With the string "HttpResponse" as the filter, copy each matching line from the records.
+++ Material provided +++
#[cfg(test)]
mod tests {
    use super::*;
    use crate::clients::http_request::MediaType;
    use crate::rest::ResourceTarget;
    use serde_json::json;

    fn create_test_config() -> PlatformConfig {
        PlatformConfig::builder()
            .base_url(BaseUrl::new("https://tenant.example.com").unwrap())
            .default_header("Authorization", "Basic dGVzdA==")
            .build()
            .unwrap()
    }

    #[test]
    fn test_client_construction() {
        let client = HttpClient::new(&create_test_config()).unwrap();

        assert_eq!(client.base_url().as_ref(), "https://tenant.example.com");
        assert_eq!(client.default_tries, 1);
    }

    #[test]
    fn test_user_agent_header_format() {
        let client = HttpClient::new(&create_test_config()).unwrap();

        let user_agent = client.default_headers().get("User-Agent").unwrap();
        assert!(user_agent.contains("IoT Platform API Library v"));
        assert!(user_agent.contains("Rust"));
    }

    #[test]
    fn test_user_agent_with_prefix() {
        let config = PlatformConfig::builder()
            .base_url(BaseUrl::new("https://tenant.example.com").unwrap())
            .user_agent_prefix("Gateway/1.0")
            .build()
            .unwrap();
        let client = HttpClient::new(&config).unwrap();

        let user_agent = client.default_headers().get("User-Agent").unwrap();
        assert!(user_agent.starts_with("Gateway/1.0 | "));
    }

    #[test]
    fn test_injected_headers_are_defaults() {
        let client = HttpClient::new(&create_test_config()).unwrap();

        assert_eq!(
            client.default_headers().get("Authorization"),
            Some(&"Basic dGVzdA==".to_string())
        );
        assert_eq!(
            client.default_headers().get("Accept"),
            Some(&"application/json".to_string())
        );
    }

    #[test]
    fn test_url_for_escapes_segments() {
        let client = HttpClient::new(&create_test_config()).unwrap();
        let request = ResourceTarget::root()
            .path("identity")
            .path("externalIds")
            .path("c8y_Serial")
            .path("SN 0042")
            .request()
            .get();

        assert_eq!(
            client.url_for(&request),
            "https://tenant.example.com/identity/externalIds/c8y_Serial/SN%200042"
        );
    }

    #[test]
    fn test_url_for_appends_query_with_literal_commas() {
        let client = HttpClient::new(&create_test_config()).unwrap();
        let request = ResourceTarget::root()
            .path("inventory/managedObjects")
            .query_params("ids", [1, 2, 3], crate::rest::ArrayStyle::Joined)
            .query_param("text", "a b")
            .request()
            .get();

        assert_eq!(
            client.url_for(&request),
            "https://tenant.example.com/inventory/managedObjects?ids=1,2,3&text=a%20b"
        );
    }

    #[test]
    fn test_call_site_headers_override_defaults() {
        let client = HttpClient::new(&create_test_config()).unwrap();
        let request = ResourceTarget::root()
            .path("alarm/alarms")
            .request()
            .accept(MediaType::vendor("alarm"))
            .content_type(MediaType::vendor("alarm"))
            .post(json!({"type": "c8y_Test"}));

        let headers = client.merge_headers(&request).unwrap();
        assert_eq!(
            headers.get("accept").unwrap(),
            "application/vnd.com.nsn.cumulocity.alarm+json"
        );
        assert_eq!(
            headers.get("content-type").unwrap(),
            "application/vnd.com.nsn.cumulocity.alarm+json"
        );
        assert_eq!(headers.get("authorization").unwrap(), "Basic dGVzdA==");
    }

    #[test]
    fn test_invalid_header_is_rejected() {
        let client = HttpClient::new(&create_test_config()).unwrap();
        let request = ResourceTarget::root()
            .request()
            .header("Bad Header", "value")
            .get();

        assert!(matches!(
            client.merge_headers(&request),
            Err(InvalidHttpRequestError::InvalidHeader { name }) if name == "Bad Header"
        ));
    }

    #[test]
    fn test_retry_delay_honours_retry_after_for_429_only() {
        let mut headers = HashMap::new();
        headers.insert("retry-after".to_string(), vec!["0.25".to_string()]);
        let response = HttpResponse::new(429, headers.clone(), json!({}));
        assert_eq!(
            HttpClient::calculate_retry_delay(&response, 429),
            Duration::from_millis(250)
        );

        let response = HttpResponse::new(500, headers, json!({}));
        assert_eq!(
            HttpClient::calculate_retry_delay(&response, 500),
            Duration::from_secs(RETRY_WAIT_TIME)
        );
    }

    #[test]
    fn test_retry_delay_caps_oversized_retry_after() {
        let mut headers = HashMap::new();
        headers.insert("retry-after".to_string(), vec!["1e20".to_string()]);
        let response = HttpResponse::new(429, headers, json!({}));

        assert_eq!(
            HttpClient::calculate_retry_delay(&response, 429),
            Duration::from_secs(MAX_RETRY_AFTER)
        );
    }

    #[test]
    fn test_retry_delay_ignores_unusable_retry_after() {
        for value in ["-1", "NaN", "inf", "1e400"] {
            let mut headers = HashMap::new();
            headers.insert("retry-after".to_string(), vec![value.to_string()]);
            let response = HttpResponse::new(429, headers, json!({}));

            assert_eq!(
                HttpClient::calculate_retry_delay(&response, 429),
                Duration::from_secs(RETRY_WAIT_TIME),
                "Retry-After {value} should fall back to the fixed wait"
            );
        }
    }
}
+++
+++ Material provided +++
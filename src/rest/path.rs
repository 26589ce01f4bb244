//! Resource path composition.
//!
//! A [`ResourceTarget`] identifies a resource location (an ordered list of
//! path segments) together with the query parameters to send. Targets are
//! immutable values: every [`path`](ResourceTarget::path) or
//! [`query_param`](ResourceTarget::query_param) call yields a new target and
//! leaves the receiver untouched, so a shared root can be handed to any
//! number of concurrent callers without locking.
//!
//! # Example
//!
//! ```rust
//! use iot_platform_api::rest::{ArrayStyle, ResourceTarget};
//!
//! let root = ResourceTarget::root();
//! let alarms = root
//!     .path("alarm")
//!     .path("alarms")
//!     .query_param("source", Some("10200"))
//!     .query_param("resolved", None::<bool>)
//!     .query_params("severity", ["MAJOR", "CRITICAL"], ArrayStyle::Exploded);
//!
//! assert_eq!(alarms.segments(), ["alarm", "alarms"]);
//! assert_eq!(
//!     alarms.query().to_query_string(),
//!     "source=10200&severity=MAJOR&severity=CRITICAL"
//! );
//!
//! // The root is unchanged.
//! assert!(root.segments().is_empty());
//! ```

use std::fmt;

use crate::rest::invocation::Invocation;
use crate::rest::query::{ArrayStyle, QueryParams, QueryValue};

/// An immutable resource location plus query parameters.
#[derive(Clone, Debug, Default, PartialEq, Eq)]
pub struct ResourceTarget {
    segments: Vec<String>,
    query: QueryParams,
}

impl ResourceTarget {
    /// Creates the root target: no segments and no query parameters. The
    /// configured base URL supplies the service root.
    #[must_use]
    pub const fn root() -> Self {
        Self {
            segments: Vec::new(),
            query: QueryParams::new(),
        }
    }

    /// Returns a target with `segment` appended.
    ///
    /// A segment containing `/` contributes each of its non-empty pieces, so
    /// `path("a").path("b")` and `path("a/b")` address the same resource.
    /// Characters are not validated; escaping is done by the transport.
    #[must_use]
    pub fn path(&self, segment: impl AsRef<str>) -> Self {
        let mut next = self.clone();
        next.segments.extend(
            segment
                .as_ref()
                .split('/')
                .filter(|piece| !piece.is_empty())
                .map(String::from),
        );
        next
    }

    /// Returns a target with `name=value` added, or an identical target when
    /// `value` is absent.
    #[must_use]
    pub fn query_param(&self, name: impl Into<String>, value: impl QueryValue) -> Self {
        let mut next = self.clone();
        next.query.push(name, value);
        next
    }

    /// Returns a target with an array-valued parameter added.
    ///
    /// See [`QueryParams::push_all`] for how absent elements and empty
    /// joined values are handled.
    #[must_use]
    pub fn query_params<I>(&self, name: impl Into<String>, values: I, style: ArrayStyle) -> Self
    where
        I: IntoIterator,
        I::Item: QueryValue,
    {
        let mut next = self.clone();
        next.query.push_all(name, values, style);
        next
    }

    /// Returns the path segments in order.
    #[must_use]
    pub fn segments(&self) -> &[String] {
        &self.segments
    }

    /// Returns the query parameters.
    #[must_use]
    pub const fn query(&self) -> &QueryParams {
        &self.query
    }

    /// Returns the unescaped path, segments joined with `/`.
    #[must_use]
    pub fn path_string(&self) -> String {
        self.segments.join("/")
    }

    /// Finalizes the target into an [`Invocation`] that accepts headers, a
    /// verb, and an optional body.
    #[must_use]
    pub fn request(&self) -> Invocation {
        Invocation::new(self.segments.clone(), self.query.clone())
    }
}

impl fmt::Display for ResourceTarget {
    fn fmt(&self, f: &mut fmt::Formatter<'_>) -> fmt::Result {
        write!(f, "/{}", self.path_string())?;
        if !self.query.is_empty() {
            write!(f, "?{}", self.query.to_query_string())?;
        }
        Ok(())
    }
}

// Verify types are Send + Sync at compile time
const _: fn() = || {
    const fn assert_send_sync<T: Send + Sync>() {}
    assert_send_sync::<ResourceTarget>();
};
+++
__Expected answer__
        let response = HttpResponse::new(429, headers.clone(), json!({}));
        let response = HttpResponse::new(500, headers, json!({}));
        let response = HttpResponse::new(429, headers, json!({}));
            let response = HttpResponse::new(429, headers, json!({}));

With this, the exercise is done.